Please note: This master’s thesis presentation will take place online.
Albert Ding, Master’s candidate
David R. Cheriton School of Computer Science
Supervisor: Professor Olga Veksler
In the field of computer vision, it can be useful to solve the problem of modeling the visually “salient” areas in a scene viewed by a human. One way to formulate this problem is to give an estimate of how likely a pixel is to belong to an “object” (as opposed to the background) which altogether forms a “saliency” mask. This has become a task commonly known as Salient Object Detection (SOD).

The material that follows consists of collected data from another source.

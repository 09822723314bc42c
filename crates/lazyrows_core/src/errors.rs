use std::fmt;

/// Error type surfaced by connector implementations.
///
/// Drivers are free to use whatever error type they like, it only needs to
/// be boxable so the core can attach context to it.
pub type DriverError = Box<dyn std::error::Error + Send + Sync>;

/// The public operation a failure happened in.
#[derive(Debug, Clone, Copy, PartialEq, Eq)]
pub enum Operation {
    StreamAll,
    StreamBatches,
    FilterOverBatches,
    FetchPage,
    LazyPaginate,
    QueryAll,
    Aggregate,
}

impl fmt::Display for Operation {
    fn fmt(&self, f: &mut fmt::Formatter<'_>) -> fmt::Result {
        let s = match self {
            Self::StreamAll => "stream_all",
            Self::StreamBatches => "stream_batches",
            Self::FilterOverBatches => "filter_over_batches",
            Self::FetchPage => "fetch_page",
            Self::LazyPaginate => "lazy_paginate",
            Self::QueryAll => "query_all",
            Self::Aggregate => "aggregate",
        };
        write!(f, "{s}")
    }
}

/// Where in a stream a failure happened.
#[derive(Debug, Clone, Copy, PartialEq, Eq)]
pub enum Position {
    /// Zero-based index of the row that failed to be produced.
    Row(usize),
    /// Zero-based index of the batch being assembled.
    Batch(usize),
    /// Offset of the page being fetched.
    Offset(usize),
}

impl fmt::Display for Position {
    fn fmt(&self, f: &mut fmt::Formatter<'_>) -> fmt::Result {
        match self {
            Self::Row(idx) => write!(f, "row {idx}"),
            Self::Batch(idx) => write!(f, "batch {idx}"),
            Self::Offset(offset) => write!(f, "offset {offset}"),
        }
    }
}

#[derive(Debug, thiserror::Error)]
pub enum StreamError {
    #[error(
        "Failed to connect to {target} during {operation} on '{table}'{}: {source}",
        fmt_position(.position)
    )]
    Connection {
        operation: Operation,
        table: String,
        target: String,
        /// Set when the connection was opened for a specific batch or page.
        position: Option<Position>,
        #[source]
        source: DriverError,
    },

    #[error("Query failed during {operation} on '{table}' at {position}: {source}")]
    Query {
        operation: Operation,
        table: String,
        position: Position,
        #[source]
        source: DriverError,
    },

    #[error("Invalid argument for {operation}: {message}")]
    InvalidArgument {
        operation: Operation,
        message: String,
    },
}

impl StreamError {
    pub fn is_connection(&self) -> bool {
        matches!(self, Self::Connection { .. })
    }

    pub fn is_query(&self) -> bool {
        matches!(self, Self::Query { .. })
    }

    pub fn is_invalid_argument(&self) -> bool {
        matches!(self, Self::InvalidArgument { .. })
    }

    /// Replace the position of a query or connection error. Invalid
    /// argument errors are returned unchanged.
    pub(crate) fn with_position(self, pos: Position) -> Self {
        match self {
            Self::Connection {
                operation,
                table,
                target,
                source,
                ..
            } => Self::Connection {
                operation,
                table,
                target,
                position: Some(pos),
                source,
            },
            Self::Query {
                operation,
                table,
                source,
                ..
            } => Self::Query {
                operation,
                table,
                position: pos,
                source,
            },
            other => other,
        }
    }
}

fn fmt_position(position: &Option<Position>) -> String {
    match position {
        Some(pos) => format!(" at {pos}"),
        None => String::new(),
    }
}

pub type Result<T, E = StreamError> = std::result::Result<T, E>;

macro_rules! invalid_argument {
    ($op:expr, $($arg:tt)*) => {
        crate::errors::StreamError::InvalidArgument {
            operation: $op,
            message: std::format!($($arg)*),
        }
    };
}
pub(crate) use invalid_argument;
//! Offset/limit pagination.
//!
//! Every page is fetched over its own connection which is released before
//! the page's records are handed out, so a paginator never holds a
//! connection between pulls and stopping early needs no cleanup.

use std::iter::FusedIterator;

use tracing::debug;

use crate::connector::Connector;
use crate::cursor::collect_scan;
use crate::errors::{Operation, Position, Result, invalid_argument};
use crate::query::{ScanQuery, TableRef};
use crate::value::Record;

/// Records returned by one bounded query. An empty page marks the end of
/// the data.
pub type Page = Vec<Record>;

fn check_page_size(op: Operation, page_size: usize) -> Result<()> {
    if page_size == 0 {
        return Err(invalid_argument!(
            op,
            "page size must be at least 1, got {page_size}"
        ));
    }
    if i64::try_from(page_size).is_err() {
        return Err(invalid_argument!(
            op,
            "page size must be at most {}, got {page_size}",
            i64::MAX
        ));
    }
    Ok(())
}

fn fetch(
    connector: &impl Connector,
    table: &TableRef,
    page_size: usize,
    offset: usize,
    operation: Operation,
) -> Result<Page> {
    let query = ScanQuery::users(table.clone()).window(page_size, offset);
    let page = collect_scan(connector, &query, operation)
        .map_err(|e| e.with_position(Position::Offset(offset)))?;
    debug!(%table, offset, page_size, len = page.len(), "fetched page");
    Ok(page)
}

/// Fetch `page_size` user rows of `table` starting at `offset`.
pub fn fetch_page<K: Connector>(
    connector: &K,
    table: &str,
    page_size: usize,
    offset: usize,
) -> Result<Page> {
    check_page_size(Operation::FetchPage, page_size)?;
    if i64::try_from(offset).is_err() {
        return Err(invalid_argument!(
            Operation::FetchPage,
            "offset must be at most {}, got {offset}",
            i64::MAX
        ));
    }
    let table = TableRef::try_new(Operation::FetchPage, table)?;
    fetch(connector, &table, page_size, offset, Operation::FetchPage)
}

/// Lazily page through the user rows of `table`.
///
/// The next page is only requested once every record of the current page
/// has been pulled. The sequence ends at the first empty page.
pub fn lazy_paginate<K: Connector>(
    connector: K,
    table: &str,
    page_size: usize,
) -> Result<Paginator<K>> {
    check_page_size(Operation::LazyPaginate, page_size)?;
    let table = TableRef::try_new(Operation::LazyPaginate, table)?;

    Ok(Paginator {
        connector,
        table,
        page_size,
        offset: 0,
        current: Vec::new().into_iter(),
        page_loaded: false,
        done: false,
        pages_fetched: 0,
    })
}

pub struct Paginator<K: Connector> {
    connector: K,
    table: TableRef,
    page_size: usize,
    /// Offset of the page currently being handed out, or of the next page
    /// to fetch if none is loaded.
    offset: usize,
    current: std::vec::IntoIter<Record>,
    page_loaded: bool,
    done: bool,
    pages_fetched: usize,
}

impl<K: Connector> Paginator<K> {
    pub fn offset(&self) -> usize {
        self.offset
    }

    pub fn page_size(&self) -> usize {
        self.page_size
    }

    /// Number of page queries issued, including the final empty probe.
    pub fn pages_fetched(&self) -> usize {
        self.pages_fetched
    }
}

impl<K: Connector> Iterator for Paginator<K> {
    type Item = Result<Record>;

    fn next(&mut self) -> Option<Self::Item> {
        if let Some(record) = self.current.next() {
            return Some(Ok(record));
        }
        if self.done {
            return None;
        }

        if self.page_loaded {
            // Current page fully delivered.
            self.page_loaded = false;
            match self.offset.checked_add(self.page_size) {
                Some(offset) if i64::try_from(offset).is_ok() => self.offset = offset,
                // No row can live past this offset.
                _ => {
                    self.done = true;
                    return None;
                }
            }
        }
        self.current = Vec::new().into_iter();

        self.pages_fetched += 1;
        let page = match fetch(
            &self.connector,
            &self.table,
            self.page_size,
            self.offset,
            Operation::LazyPaginate,
        ) {
            Ok(page) => page,
            Err(e) => {
                self.done = true;
                return Some(Err(e));
            }
        };

        if page.is_empty() {
            debug!(table = %self.table, offset = self.offset, pages = self.pages_fetched, "pagination finished");
            self.done = true;
            return None;
        }

        self.page_loaded = true;
        self.current = page.into_iter();
        self.current.next().map(Ok)
    }
}

impl<K: Connector> FusedIterator for Paginator<K> {}

#[cfg(test)]
mod tests {
    use super::*;
    use crate::errors::StreamError;
    use crate::stream::stream_all;
    use crate::testutil::{generated_rows, ids, users_fixture, users_fixture_with};

    #[test]
    fn paginate_in_pages_of_two() {
        let connector = users_fixture();
        let mut pages = lazy_paginate(&connector, "users", 2).unwrap();
        let rows = pages.by_ref().collect::<Result<Vec<_>>>().unwrap();

        assert_eq!(vec![1, 2, 3, 4, 5], ids(&rows));
        assert_eq!(vec![0, 2, 4, 6], connector.executed_offsets());
        assert_eq!(4, pages.pages_fetched());
        assert_eq!(6, pages.offset());

        let stats = connector.stats();
        assert_eq!(4, stats.connects);
        assert_eq!(4, stats.connection_closes);
    }

    #[test]
    fn output_equals_stream_and_probe_count() {
        for n in [0, 1, 5, 9, 10, 11] {
            let connector = users_fixture_with(generated_rows(n));
            let all = stream_all(&connector, "users")
                .unwrap()
                .collect::<Result<Vec<_>>>()
                .unwrap();

            for page_size in 1..=12 {
                let mut pages = lazy_paginate(&connector, "users", page_size).unwrap();
                let got = pages.by_ref().collect::<Result<Vec<_>>>().unwrap();

                assert_eq!(all, got, "n {n}, page size {page_size}");
                assert_eq!(
                    n.div_ceil(page_size) + 1,
                    pages.pages_fetched(),
                    "n {n}, page size {page_size}"
                );
            }
        }
    }

    #[test]
    fn advances_only_after_page_consumed() {
        let connector = users_fixture();
        let mut pages = lazy_paginate(&connector, "users", 2).unwrap();
        assert!(connector.events().is_empty());

        pages.next().unwrap().unwrap();
        assert_eq!(vec![0], connector.executed_offsets());

        // Last record of the first page, no new fetch.
        pages.next().unwrap().unwrap();
        assert_eq!(vec![0], connector.executed_offsets());
        assert_eq!(0, pages.offset());

        pages.next().unwrap().unwrap();
        assert_eq!(vec![0, 2], connector.executed_offsets());
        assert_eq!(2, pages.offset());
    }

    #[test]
    fn early_stop_leaves_nothing_open() {
        let connector = users_fixture_with(generated_rows(10));
        let first: Vec<_> = lazy_paginate(&connector, "users", 4)
            .unwrap()
            .take(5)
            .collect::<Result<Vec<_>>>()
            .unwrap();
        assert_eq!(vec![1, 2, 3, 4, 5], ids(&first));

        let stats = connector.stats();
        assert_eq!(2, stats.connects);
        assert_eq!(stats.connects, stats.connection_closes);
        assert_eq!(stats.queries, stats.cursor_closes);
    }

    #[test]
    fn fetch_failure_is_terminal() {
        let connector = users_fixture();
        connector.fail_after_rows(3);

        let mut pages = lazy_paginate(&connector, "users", 2).unwrap();
        let results: Vec<_> = pages.by_ref().collect();

        // The second page fails part way, none of its rows are yielded.
        assert_eq!(3, results.len());
        assert!(results[..2].iter().all(|r| r.is_ok()));
        match &results[2] {
            Err(StreamError::Query {
                operation,
                position,
                ..
            }) => {
                assert_eq!(Operation::LazyPaginate, *operation);
                assert_eq!(Position::Offset(2), *position);
            }
            other => panic!("unexpected: {other:?}"),
        }

        assert!(pages.next().is_none());
        assert_eq!(2, pages.pages_fetched());
        assert_eq!(2, connector.stats().connection_closes);
    }

    #[test]
    fn connection_failure_is_terminal() {
        let connector = users_fixture();
        connector.refuse_connections(true);

        let results: Vec<_> = lazy_paginate(&connector, "users", 2).unwrap().collect();
        assert_eq!(1, results.len());
        assert!(results[0].as_ref().unwrap_err().is_connection());
    }

    #[test]
    fn zero_page_size_rejected() {
        let connector = users_fixture();
        assert!(matches!(
            lazy_paginate(&connector, "users", 0),
            Err(StreamError::InvalidArgument { .. })
        ));
        assert!(fetch_page(&connector, "users", 0, 0)
            .unwrap_err()
            .is_invalid_argument());
        assert!(connector.events().is_empty());
    }

    #[test]
    fn oversized_page_size_rejected() {
        let connector = users_fixture();
        let too_big = i64::MAX as usize + 1;

        assert!(lazy_paginate(&connector, "users", too_big)
            .map(|_| ())
            .unwrap_err()
            .is_invalid_argument());
        assert!(fetch_page(&connector, "users", too_big, 0)
            .unwrap_err()
            .is_invalid_argument());
        assert!(fetch_page(&connector, "users", 2, usize::MAX)
            .unwrap_err()
            .is_invalid_argument());
        assert!(connector.events().is_empty());
    }

    #[test]
    fn huge_page_over_small_table() {
        let connector = users_fixture();
        let mut pages = lazy_paginate(&connector, "users", 1 << 60).unwrap();
        let rows = pages.by_ref().collect::<Result<Vec<_>>>().unwrap();

        assert_eq!(vec![1, 2, 3, 4, 5], ids(&rows));
        assert_eq!(vec![0, 1 << 60], connector.executed_offsets());
        assert_eq!(2, connector.stats().connection_closes);

        let page = fetch_page(&connector, "users", i64::MAX as usize, 0).unwrap();
        assert_eq!(5, page.len());
    }

    #[test]
    fn offset_past_addressable_range_ends_pagination() {
        let connector = users_fixture();
        let page_size = i64::MAX as usize;
        let mut pages = lazy_paginate(&connector, "users", page_size).unwrap();
        assert_eq!(5, pages.by_ref().count());

        // Advancing would leave the i64 range, so no probe query is issued.
        assert_eq!(vec![0], connector.executed_offsets());
        assert_eq!(1, pages.pages_fetched());
        assert!(pages.next().is_none());
    }

    #[test]
    fn connection_failure_reports_page_offset() {
        let connector = users_fixture();
        let mut pages = lazy_paginate(&connector, "users", 2).unwrap();
        pages.next().unwrap().unwrap();
        pages.next().unwrap().unwrap();

        connector.refuse_connections(true);
        let err = pages.next().unwrap().unwrap_err();
        match &err {
            StreamError::Connection {
                operation,
                position,
                ..
            } => {
                assert_eq!(Operation::LazyPaginate, *operation);
                assert_eq!(Some(Position::Offset(2)), *position);
            }
            other => panic!("unexpected: {other:?}"),
        }
        assert!(err.to_string().contains("at offset 2"));
        assert!(pages.next().is_none());
    }

    #[test]
    fn fetch_single_page() {
        let connector = users_fixture();
        let page = fetch_page(&connector, "users", 2, 2).unwrap();
        assert_eq!(vec![3, 4], ids(&page));

        let page = fetch_page(&connector, "users", 3, 4).unwrap();
        assert_eq!(vec![5], ids(&page));

        assert!(fetch_page(&connector, "users", 3, 5).unwrap().is_empty());

        let stats = connector.stats();
        assert_eq!(3, stats.connects);
        assert_eq!(3, stats.connection_closes);
    }
}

Supervised methods for this task are given a set of images and their corresponding pixel-precise saliency mask targets (often hand-labeled) and aim to learn the relationship between them. Unsupervised SOD methods in comparison attempt to identify salient objects by solely examining an image. This gives unsupervised methods the advantage of not needing expensive labels which are susceptible to human error. One good place to start an unsupervised method from is a technique called unsupervised feature learning. Interestingly, the Vision Transformer (ViT) [30] which struggled to find its place in the task of image classification, was able to produce features that are directly useful for SOD when it is trained in an unsupervised manner [11] called self-DIstillation with NO labels (DINO).
The authors of LOST [97] which investigates DINO features further have found that the “keys” from the last attention layer stand out as the most useful. Melas-kyriazi et al. [80] and TokenCut [120] explore how applying spectral clustering methods to these features can be a good way to do tasks in computer vision without supervision. In this thesis we choose to continue to investigate these features for use in SOD by developing a K-means clustering-based method. From our experiments with a multitude of methods for using DINO features we observe that the clusters are rich in salient information. This could mean that the features themselves are particularly useful for SOD when processed by clustering methods.
We first apply K-means clustering to DINO features, then select some clusters to be salient according to various heuristics, upscale and post-process the resulting coarse saliency maps, obtaining pseudo-ground truth. Finally, we train a SelfReformer [136] saliency model on our pseudo-ground truth. The most important step of our approach is the heuristic which decides on salient clusters after K-means clustering. We have done an extensive development and evaluation of many heuristics, and, surprisingly, the simplest heuristic which assigns the clusters not touching image border to be salient works the best, outperforming the complex method based on eigenvectors presented in [80], after SelfReformer training.